• _Given entries_
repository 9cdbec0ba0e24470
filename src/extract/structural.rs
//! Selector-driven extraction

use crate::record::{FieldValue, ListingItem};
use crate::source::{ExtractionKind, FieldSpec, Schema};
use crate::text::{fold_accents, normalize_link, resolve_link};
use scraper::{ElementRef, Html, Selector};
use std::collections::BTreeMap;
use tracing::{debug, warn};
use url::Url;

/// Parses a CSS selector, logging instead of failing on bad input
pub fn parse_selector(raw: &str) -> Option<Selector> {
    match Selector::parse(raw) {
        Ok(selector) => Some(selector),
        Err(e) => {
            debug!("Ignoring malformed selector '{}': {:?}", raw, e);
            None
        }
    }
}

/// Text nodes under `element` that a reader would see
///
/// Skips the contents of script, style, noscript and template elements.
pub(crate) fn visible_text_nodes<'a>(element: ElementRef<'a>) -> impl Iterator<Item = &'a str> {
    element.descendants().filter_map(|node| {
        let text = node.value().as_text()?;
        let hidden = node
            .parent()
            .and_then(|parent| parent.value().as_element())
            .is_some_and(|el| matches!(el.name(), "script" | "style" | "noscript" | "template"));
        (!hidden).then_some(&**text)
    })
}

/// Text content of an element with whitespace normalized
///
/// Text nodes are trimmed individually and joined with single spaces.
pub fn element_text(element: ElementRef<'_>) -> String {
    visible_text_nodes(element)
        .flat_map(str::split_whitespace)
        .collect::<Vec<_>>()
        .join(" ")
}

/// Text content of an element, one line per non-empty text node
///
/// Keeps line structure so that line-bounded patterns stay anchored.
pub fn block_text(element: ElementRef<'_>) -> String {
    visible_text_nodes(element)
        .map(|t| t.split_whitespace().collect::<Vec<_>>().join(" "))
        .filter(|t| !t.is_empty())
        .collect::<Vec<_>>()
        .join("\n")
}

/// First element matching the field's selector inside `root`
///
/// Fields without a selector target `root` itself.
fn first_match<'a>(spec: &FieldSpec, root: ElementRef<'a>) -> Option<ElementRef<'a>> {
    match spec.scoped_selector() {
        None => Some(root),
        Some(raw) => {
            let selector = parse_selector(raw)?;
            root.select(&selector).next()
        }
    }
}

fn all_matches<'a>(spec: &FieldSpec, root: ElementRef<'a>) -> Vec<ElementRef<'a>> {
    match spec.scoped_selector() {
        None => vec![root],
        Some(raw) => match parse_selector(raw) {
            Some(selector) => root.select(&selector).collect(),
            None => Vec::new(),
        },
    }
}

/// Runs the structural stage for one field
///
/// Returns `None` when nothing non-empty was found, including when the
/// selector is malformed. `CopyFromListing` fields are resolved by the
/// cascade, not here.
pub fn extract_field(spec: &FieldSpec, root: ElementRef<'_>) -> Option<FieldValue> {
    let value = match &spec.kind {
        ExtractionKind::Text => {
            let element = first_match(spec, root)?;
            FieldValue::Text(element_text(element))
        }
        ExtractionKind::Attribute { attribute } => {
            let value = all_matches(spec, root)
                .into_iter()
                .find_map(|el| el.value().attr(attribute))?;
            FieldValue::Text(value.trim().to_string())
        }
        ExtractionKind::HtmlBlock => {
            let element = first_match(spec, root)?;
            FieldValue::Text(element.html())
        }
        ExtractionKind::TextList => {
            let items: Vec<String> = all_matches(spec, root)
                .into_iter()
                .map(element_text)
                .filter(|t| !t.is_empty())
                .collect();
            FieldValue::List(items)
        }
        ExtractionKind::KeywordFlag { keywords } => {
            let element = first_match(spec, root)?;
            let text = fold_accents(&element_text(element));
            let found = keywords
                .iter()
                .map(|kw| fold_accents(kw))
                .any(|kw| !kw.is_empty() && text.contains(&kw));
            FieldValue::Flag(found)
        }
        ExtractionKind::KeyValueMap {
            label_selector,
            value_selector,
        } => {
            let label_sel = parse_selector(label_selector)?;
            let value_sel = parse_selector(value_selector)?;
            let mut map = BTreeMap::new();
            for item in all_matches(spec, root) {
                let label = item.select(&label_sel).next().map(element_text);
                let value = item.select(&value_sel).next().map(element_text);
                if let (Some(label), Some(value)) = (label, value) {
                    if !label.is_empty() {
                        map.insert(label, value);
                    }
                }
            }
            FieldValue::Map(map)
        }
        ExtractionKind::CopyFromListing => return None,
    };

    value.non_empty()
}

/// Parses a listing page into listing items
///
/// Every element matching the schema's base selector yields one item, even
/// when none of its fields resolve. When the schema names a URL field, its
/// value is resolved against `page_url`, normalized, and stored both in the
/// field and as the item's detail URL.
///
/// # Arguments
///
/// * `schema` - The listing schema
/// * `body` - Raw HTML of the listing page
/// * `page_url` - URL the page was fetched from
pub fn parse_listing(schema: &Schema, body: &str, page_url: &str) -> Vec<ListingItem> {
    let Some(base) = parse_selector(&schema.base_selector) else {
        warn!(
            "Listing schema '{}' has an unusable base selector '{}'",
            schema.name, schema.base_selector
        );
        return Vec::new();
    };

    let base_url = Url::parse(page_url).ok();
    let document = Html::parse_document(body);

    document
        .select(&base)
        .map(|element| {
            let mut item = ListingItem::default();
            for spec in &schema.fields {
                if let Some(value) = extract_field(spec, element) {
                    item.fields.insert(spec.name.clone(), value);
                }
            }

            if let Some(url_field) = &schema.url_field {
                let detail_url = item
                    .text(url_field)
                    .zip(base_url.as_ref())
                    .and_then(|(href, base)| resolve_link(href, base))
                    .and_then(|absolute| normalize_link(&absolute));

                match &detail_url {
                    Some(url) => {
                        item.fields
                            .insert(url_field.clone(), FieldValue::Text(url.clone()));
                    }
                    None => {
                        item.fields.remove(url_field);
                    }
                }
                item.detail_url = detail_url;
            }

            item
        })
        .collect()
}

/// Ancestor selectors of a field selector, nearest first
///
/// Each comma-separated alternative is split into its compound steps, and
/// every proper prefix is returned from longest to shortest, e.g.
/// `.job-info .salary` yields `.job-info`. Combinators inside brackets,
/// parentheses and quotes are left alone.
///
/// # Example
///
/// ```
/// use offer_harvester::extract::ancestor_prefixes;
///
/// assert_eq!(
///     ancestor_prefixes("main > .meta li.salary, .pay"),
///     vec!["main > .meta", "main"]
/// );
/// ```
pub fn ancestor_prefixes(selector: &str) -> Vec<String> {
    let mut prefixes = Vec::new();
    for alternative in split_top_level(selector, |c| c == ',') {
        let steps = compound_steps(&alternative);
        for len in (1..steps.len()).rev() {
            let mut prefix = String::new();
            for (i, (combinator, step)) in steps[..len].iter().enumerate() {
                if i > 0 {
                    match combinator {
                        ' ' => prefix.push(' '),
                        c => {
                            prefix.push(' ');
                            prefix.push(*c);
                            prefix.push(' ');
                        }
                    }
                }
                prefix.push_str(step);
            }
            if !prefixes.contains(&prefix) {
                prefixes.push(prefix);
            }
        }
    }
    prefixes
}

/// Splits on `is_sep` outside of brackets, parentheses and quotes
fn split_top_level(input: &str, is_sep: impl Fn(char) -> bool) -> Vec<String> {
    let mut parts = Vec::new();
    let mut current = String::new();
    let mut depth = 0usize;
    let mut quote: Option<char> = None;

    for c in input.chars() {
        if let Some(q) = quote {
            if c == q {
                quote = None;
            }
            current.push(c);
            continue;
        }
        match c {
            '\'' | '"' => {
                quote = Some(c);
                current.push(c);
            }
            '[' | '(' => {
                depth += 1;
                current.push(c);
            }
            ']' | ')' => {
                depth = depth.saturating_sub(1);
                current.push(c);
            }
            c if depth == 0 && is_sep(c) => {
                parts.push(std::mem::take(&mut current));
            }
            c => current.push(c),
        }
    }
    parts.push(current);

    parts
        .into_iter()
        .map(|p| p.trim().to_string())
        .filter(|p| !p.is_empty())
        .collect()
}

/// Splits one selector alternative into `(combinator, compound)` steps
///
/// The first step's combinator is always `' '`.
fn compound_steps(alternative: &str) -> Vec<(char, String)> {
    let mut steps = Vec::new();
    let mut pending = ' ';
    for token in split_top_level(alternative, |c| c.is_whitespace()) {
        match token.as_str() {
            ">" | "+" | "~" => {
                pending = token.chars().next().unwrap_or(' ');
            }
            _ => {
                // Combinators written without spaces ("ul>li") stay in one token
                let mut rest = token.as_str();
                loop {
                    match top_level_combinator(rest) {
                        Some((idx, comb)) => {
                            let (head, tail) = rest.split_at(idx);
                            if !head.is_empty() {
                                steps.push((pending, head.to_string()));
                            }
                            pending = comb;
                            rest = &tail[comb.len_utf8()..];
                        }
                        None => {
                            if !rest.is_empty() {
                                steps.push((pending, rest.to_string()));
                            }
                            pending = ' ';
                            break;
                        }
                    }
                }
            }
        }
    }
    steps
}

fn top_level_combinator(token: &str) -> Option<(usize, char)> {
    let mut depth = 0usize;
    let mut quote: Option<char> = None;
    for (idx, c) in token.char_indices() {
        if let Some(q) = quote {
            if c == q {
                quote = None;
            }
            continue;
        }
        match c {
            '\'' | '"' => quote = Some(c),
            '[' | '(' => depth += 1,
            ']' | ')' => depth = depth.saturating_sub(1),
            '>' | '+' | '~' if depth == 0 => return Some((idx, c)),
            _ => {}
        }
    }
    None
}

--

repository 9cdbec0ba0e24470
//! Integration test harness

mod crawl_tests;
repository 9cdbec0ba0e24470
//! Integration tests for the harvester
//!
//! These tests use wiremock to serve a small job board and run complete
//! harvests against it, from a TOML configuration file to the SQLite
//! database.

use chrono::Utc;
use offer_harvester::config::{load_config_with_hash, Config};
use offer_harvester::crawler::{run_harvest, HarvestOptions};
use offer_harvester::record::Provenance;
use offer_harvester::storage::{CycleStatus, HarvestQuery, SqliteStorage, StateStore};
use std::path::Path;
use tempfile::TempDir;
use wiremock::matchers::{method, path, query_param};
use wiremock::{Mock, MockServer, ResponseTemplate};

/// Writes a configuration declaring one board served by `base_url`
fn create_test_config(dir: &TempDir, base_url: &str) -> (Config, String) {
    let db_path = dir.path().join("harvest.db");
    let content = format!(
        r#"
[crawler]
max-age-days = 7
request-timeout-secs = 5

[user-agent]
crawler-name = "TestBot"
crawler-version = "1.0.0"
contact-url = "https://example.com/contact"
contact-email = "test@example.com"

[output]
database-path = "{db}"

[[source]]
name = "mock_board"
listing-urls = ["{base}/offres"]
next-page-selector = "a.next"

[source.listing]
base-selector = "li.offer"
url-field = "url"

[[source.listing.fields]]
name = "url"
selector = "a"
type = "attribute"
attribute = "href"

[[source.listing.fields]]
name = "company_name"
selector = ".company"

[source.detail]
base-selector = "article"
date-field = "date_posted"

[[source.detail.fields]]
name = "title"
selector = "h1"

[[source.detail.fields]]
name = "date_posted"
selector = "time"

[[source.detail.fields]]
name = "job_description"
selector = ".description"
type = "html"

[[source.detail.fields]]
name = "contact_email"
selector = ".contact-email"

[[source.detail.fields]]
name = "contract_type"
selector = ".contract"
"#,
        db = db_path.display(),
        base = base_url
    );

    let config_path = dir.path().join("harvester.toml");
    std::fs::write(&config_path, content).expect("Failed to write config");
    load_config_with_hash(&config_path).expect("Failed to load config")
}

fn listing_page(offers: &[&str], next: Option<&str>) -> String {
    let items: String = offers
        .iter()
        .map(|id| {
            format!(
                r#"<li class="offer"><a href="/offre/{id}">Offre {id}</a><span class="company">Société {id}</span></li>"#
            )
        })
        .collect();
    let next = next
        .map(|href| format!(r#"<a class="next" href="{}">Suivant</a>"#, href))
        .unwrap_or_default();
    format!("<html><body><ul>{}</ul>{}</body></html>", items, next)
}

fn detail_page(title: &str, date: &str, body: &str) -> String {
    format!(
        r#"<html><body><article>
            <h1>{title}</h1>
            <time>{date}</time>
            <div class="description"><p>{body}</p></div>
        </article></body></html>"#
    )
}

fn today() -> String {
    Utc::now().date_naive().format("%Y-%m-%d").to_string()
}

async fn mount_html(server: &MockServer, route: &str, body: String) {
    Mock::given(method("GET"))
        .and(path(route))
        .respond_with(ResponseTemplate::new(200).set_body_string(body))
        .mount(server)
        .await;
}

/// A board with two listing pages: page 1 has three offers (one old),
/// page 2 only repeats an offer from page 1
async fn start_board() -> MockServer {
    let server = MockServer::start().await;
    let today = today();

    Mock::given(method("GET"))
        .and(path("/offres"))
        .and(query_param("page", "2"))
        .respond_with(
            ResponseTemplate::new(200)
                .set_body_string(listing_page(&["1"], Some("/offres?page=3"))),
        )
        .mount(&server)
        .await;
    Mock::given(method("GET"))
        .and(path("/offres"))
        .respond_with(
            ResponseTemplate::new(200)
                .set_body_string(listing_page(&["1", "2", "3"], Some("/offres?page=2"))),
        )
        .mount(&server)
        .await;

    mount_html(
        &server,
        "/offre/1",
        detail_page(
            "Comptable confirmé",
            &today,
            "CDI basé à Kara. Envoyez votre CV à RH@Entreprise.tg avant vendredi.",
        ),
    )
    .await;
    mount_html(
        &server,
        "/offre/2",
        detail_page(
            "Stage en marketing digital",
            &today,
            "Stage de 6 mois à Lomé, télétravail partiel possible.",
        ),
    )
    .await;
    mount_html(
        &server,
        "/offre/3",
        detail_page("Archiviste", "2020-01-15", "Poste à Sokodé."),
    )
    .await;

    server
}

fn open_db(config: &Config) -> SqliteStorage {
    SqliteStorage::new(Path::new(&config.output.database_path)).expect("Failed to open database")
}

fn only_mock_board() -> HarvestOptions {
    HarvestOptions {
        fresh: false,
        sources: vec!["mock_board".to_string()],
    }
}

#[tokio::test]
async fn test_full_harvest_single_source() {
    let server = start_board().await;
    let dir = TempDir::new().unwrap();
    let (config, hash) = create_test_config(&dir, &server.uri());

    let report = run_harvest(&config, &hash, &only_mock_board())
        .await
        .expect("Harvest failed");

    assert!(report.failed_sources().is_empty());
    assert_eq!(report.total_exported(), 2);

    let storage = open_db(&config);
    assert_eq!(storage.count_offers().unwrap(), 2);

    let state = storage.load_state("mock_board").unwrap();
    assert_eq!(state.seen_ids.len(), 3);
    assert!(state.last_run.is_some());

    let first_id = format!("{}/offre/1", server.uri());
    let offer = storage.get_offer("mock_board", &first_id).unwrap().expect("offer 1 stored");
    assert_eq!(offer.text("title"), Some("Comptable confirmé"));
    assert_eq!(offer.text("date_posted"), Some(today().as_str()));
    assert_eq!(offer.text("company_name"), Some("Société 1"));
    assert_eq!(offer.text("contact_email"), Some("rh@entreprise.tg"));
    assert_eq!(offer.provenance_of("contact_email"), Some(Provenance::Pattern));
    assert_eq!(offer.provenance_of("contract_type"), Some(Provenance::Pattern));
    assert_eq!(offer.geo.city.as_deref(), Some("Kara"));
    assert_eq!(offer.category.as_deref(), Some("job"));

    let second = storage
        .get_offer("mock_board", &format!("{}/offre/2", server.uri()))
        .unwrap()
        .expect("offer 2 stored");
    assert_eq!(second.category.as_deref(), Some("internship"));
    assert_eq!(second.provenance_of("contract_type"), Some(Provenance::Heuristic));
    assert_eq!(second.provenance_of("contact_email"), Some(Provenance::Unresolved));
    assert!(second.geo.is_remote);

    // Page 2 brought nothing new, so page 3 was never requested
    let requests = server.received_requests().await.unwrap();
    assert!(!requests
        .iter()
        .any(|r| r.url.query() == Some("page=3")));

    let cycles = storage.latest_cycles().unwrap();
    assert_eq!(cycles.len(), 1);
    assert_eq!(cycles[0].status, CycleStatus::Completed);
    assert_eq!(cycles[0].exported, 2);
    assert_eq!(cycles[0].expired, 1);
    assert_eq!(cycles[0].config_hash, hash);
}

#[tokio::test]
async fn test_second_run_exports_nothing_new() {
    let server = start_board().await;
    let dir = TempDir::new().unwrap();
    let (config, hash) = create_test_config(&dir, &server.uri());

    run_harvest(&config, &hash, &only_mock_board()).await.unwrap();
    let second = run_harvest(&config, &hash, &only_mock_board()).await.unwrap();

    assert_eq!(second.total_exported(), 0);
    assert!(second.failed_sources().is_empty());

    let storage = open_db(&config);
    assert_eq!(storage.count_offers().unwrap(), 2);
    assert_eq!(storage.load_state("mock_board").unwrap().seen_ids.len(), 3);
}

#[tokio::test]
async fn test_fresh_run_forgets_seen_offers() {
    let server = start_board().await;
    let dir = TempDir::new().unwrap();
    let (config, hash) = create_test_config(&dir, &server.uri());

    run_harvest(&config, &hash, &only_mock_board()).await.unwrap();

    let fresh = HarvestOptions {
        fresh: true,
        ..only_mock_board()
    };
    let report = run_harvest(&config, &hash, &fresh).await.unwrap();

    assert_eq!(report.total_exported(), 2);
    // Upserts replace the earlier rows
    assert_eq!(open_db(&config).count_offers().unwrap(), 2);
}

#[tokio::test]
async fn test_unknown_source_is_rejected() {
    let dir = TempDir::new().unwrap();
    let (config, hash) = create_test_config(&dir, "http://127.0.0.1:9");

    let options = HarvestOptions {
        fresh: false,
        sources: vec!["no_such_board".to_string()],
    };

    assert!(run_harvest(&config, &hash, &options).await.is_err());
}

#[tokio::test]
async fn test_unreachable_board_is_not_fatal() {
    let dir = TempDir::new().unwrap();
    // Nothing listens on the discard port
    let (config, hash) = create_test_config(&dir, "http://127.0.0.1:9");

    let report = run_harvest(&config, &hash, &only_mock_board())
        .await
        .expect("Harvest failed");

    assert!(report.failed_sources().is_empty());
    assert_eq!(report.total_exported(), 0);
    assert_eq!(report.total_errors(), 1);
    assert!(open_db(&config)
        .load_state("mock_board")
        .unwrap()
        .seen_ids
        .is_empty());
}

==

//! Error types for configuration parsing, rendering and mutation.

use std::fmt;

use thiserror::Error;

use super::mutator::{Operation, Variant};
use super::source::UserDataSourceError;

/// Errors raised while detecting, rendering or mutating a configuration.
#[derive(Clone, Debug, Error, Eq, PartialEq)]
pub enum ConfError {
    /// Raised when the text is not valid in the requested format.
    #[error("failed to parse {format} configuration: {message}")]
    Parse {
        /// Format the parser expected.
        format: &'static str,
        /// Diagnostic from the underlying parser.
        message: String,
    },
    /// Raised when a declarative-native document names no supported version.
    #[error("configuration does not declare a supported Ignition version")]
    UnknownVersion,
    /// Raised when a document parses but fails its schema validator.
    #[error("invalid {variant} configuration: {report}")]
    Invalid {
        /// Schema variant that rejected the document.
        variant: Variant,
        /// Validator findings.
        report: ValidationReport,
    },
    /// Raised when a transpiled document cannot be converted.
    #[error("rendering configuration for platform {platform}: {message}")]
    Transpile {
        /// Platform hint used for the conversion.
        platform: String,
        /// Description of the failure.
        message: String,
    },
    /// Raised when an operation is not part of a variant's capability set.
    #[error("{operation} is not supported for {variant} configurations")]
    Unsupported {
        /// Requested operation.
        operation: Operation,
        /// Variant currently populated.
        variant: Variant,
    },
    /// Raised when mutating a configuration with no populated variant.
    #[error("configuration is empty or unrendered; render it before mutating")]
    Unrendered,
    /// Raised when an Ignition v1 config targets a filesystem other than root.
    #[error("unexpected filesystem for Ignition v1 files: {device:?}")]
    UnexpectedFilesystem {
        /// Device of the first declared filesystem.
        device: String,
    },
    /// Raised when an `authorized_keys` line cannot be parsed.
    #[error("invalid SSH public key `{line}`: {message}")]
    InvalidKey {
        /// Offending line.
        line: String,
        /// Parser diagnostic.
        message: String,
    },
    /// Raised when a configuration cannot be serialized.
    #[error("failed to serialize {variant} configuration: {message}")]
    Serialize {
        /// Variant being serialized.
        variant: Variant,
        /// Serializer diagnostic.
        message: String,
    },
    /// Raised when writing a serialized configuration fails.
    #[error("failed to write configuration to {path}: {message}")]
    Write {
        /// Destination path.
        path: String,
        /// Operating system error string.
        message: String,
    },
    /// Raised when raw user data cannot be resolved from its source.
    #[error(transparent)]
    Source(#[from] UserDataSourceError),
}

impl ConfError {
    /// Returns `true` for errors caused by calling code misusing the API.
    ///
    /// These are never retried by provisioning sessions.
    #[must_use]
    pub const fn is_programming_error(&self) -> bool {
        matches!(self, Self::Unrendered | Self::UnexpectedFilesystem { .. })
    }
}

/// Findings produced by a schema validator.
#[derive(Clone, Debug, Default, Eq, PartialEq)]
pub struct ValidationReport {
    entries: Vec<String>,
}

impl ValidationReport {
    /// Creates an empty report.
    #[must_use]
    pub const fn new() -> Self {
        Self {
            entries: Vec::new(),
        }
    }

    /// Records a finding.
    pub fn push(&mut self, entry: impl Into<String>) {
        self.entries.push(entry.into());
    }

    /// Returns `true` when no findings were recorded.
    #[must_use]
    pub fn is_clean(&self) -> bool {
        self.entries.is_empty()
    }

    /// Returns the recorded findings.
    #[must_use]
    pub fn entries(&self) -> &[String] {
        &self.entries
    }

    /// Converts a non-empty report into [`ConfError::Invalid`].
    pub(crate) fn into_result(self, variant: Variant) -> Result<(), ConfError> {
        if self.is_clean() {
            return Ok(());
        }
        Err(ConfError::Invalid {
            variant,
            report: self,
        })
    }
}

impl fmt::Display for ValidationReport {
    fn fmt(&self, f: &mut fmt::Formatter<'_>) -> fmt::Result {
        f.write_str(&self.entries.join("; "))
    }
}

• _Work item_
Show every line of the material that includes the string "confirmé".

• _Finished exercise_
            "Comptable confirmé",
    assert_eq!(offer.text("title"), Some("Comptable confirmé"));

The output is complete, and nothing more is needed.